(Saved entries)

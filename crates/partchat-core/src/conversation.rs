//! Conversation controller
//!
//! Owns the message log and the pending input buffer. A Submit appends the
//! user's message, clears the buffer and hands the query to the backend on
//! the tokio runtime; the reply comes back over a channel and is appended by
//! [`Conversation::receive_reply`]. Front ends never touch the log directly:
//! they read it through accessors and learn about changes by subscribing.

use std::collections::VecDeque;
use std::panic::AssertUnwindSafe;
use std::sync::Arc;

use futures_util::FutureExt;
use tokio::runtime::Handle;
use tokio::sync::mpsc;

use crate::ai::ChatBackend;
use crate::config::{Config, SubmitPolicy};
use crate::state::{ChatMessage, SEED_GREETING};

/// Appended when the controller itself fails to get a reply out of the
/// backend (no runtime to run on, or the backend future panicked).
pub const CONTROLLER_FALLBACK_MESSAGE: &str = "⚠️ Unable to reach backend.";

/// Change notification sent to subscribers
#[derive(Debug, Clone, Copy, PartialEq, Eq)]
pub enum ConversationEvent {
    MessageAppended { index: usize },
    InputChanged,
}

#[derive(Debug, Clone, Copy, PartialEq, Eq)]
pub enum SubmitOutcome {
    /// Trimmed input was empty; nothing happened
    Ignored,
    /// Backend call is running
    Dispatched { id: u64 },
    /// Waiting behind an earlier call (serialized policy only)
    Queued { id: u64 },
    /// The call could not be started; the fallback reply is already in the log
    Failed { id: u64 },
}

/// A resolved backend call. Only the dispatch task creates these.
#[derive(Debug)]
pub(crate) struct Reply {
    id: u64,
    message: ChatMessage,
}

/// Convert a character index to a byte index for UTF-8 safe string operations
fn char_to_byte_index(s: &str, char_idx: usize) -> usize {
    s.char_indices()
        .nth(char_idx)
        .map(|(i, _)| i)
        .unwrap_or(s.len())
}

pub struct Conversation<B> {
    backend: Arc<B>,
    policy: SubmitPolicy,

    messages: Vec<ChatMessage>,
    input: String,
    cursor: usize, // char index into input

    // Submissions without a reply yet, queued ones included
    in_flight: usize,
    queued: VecDeque<(u64, String)>,
    next_id: u64,

    reply_tx: mpsc::UnboundedSender<Reply>,
    reply_rx: mpsc::UnboundedReceiver<Reply>,
    subscribers: Vec<mpsc::UnboundedSender<ConversationEvent>>,
}

impl<B: ChatBackend> Conversation<B> {
    pub fn new(backend: Arc<B>) -> Self {
        Self::with_options(backend, SEED_GREETING, SubmitPolicy::default())
    }

    pub fn from_config(backend: Arc<B>, config: &Config) -> Self {
        Self::with_options(backend, config.greeting.clone(), config.submit_policy)
    }

    pub fn with_options(backend: Arc<B>, greeting: impl Into<String>, policy: SubmitPolicy) -> Self {
        let (reply_tx, reply_rx) = mpsc::unbounded_channel();

        Self {
            backend,
            policy,
            messages: vec![ChatMessage::assistant(greeting)],
            input: String::new(),
            cursor: 0,
            in_flight: 0,
            queued: VecDeque::new(),
            next_id: 0,
            reply_tx,
            reply_rx,
            subscribers: Vec::new(),
        }
    }

    pub fn messages(&self) -> &[ChatMessage] {
        &self.messages
    }

    pub fn input(&self) -> &str {
        &self.input
    }

    pub fn cursor(&self) -> usize {
        self.cursor
    }

    pub fn policy(&self) -> SubmitPolicy {
        self.policy
    }

    pub fn in_flight(&self) -> usize {
        self.in_flight
    }

    pub fn is_awaiting(&self) -> bool {
        self.in_flight > 0
    }

    /// Register for change notifications. Dropping the receiver unsubscribes.
    pub fn subscribe(&mut self) -> mpsc::UnboundedReceiver<ConversationEvent> {
        let (tx, rx) = mpsc::unbounded_channel();
        self.subscribers.push(tx);
        rx
    }

    fn notify(&mut self, event: ConversationEvent) {
        self.subscribers.retain(|tx| tx.send(event).is_ok());
    }

    fn append(&mut self, message: ChatMessage) {
        self.messages.push(message);
        let index = self.messages.len() - 1;
        self.notify(ConversationEvent::MessageAppended { index });
    }

    // Input buffer editing

    pub fn set_input(&mut self, text: impl Into<String>) {
        self.input = text.into();
        self.cursor = self.input.chars().count();
        self.notify(ConversationEvent::InputChanged);
    }

    pub fn insert_char(&mut self, c: char) {
        let byte_pos = char_to_byte_index(&self.input, self.cursor);
        self.input.insert(byte_pos, c);
        self.cursor += 1;
        self.notify(ConversationEvent::InputChanged);
    }

    /// Shift+Enter: a literal newline, never a Submit
    pub fn insert_newline(&mut self) {
        self.insert_char('\n');
    }

    pub fn backspace(&mut self) {
        if self.cursor > 0 {
            self.cursor -= 1;
            let byte_pos = char_to_byte_index(&self.input, self.cursor);
            self.input.remove(byte_pos);
            self.notify(ConversationEvent::InputChanged);
        }
    }

    pub fn delete(&mut self) {
        let char_count = self.input.chars().count();
        if self.cursor < char_count {
            let byte_pos = char_to_byte_index(&self.input, self.cursor);
            self.input.remove(byte_pos);
            self.notify(ConversationEvent::InputChanged);
        }
    }

    pub fn move_left(&mut self) {
        self.cursor = self.cursor.saturating_sub(1);
    }

    pub fn move_right(&mut self) {
        let char_count = self.input.chars().count();
        self.cursor = (self.cursor + 1).min(char_count);
    }

    pub fn move_home(&mut self) {
        self.cursor = 0;
    }

    pub fn move_end(&mut self) {
        self.cursor = self.input.chars().count();
    }

    /// Submit the pending input.
    ///
    /// Returns right after the buffer is cleared; the backend reply arrives
    /// later through [`Conversation::receive_reply`].
    pub fn submit(&mut self) -> SubmitOutcome {
        if self.input.trim().is_empty() {
            return SubmitOutcome::Ignored;
        }

        let id = self.next_id;
        self.next_id += 1;

        self.append(ChatMessage::user(self.input.clone()));
        let snapshot = std::mem::take(&mut self.input);
        self.cursor = 0;
        self.notify(ConversationEvent::InputChanged);

        self.in_flight += 1;
        tracing::debug!(id, in_flight = self.in_flight, "Submitted query");

        if self.policy == SubmitPolicy::Serialized && self.in_flight > 1 {
            self.queued.push_back((id, snapshot));
            return SubmitOutcome::Queued { id };
        }

        if self.dispatch(id, snapshot) {
            SubmitOutcome::Dispatched { id }
        } else {
            SubmitOutcome::Failed { id }
        }
    }

    /// Start the backend call. Returns false when it could not be started;
    /// the fallback reply has been applied by then.
    fn dispatch(&mut self, id: u64, query: String) -> bool {
        let handle = match Handle::try_current() {
            Ok(handle) => handle,
            Err(e) => {
                tracing::error!(id, "Error fetching AI message: {e}");
                self.apply_reply(Reply {
                    id,
                    message: ChatMessage::assistant(CONTROLLER_FALLBACK_MESSAGE),
                });
                return false;
            }
        };

        let backend = Arc::clone(&self.backend);
        let reply_tx = self.reply_tx.clone();

        handle.spawn(async move {
            // The call itself goes inside the caught future so a panic before
            // `send` returns its future is caught too
            let call = async { backend.send(&query).await };
            let message = match AssertUnwindSafe(call).catch_unwind().await {
                Ok(message) => message,
                Err(_) => {
                    tracing::error!(id, "Error fetching AI message: backend call panicked");
                    ChatMessage::assistant(CONTROLLER_FALLBACK_MESSAGE)
                }
            };

            // Receiver is gone only when the conversation was dropped
            let _ = reply_tx.send(Reply { id, message });
        });
        true
    }

    /// Wait for the next backend reply and apply it.
    ///
    /// Pending forever while nothing is in flight, so it can be raced against
    /// other events in `select!`. Cancel safe: a reply is either still in the
    /// channel or already appended.
    pub async fn receive_reply(&mut self) {
        // The conversation holds a sender, so the channel never closes
        if let Some(reply) = self.reply_rx.recv().await {
            self.apply_reply(reply);
        }
    }

    /// The Resolve transition: append the reply and, when serialized, start
    /// the next queued query.
    fn apply_reply(&mut self, reply: Reply) {
        debug_assert!(self.in_flight > 0, "reply {} without a pending submit", reply.id);

        let mut message = reply.message;
        if !message.is_assistant() {
            tracing::warn!(id = reply.id, "Backend produced a non-assistant message; relabelling");
            message = ChatMessage::assistant(message.content);
        }

        self.in_flight = self.in_flight.saturating_sub(1);
        tracing::debug!(id = reply.id, in_flight = self.in_flight, "Resolved query");
        self.append(message);

        if self.policy == SubmitPolicy::Serialized {
            if let Some((id, query)) = self.queued.pop_front() {
                self.dispatch(id, query);
            }
        }
    }

    /// Wait for one reply and apply it. Returns false when nothing is in flight.
    pub async fn resolve_next(&mut self) -> bool {
        if self.in_flight == 0 {
            return false;
        }

        self.receive_reply().await;
        true
    }

    /// Apply every reply that has already arrived, without waiting.
    pub fn drain_replies(&mut self) -> usize {
        let mut applied = 0;
        while let Ok(reply) = self.reply_rx.try_recv() {
            self.apply_reply(reply);
            applied += 1;
        }
        applied
    }
}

Work instructions:
What is the number of lines in the data that include the word "match"? State only that number.

Answer for the task:
2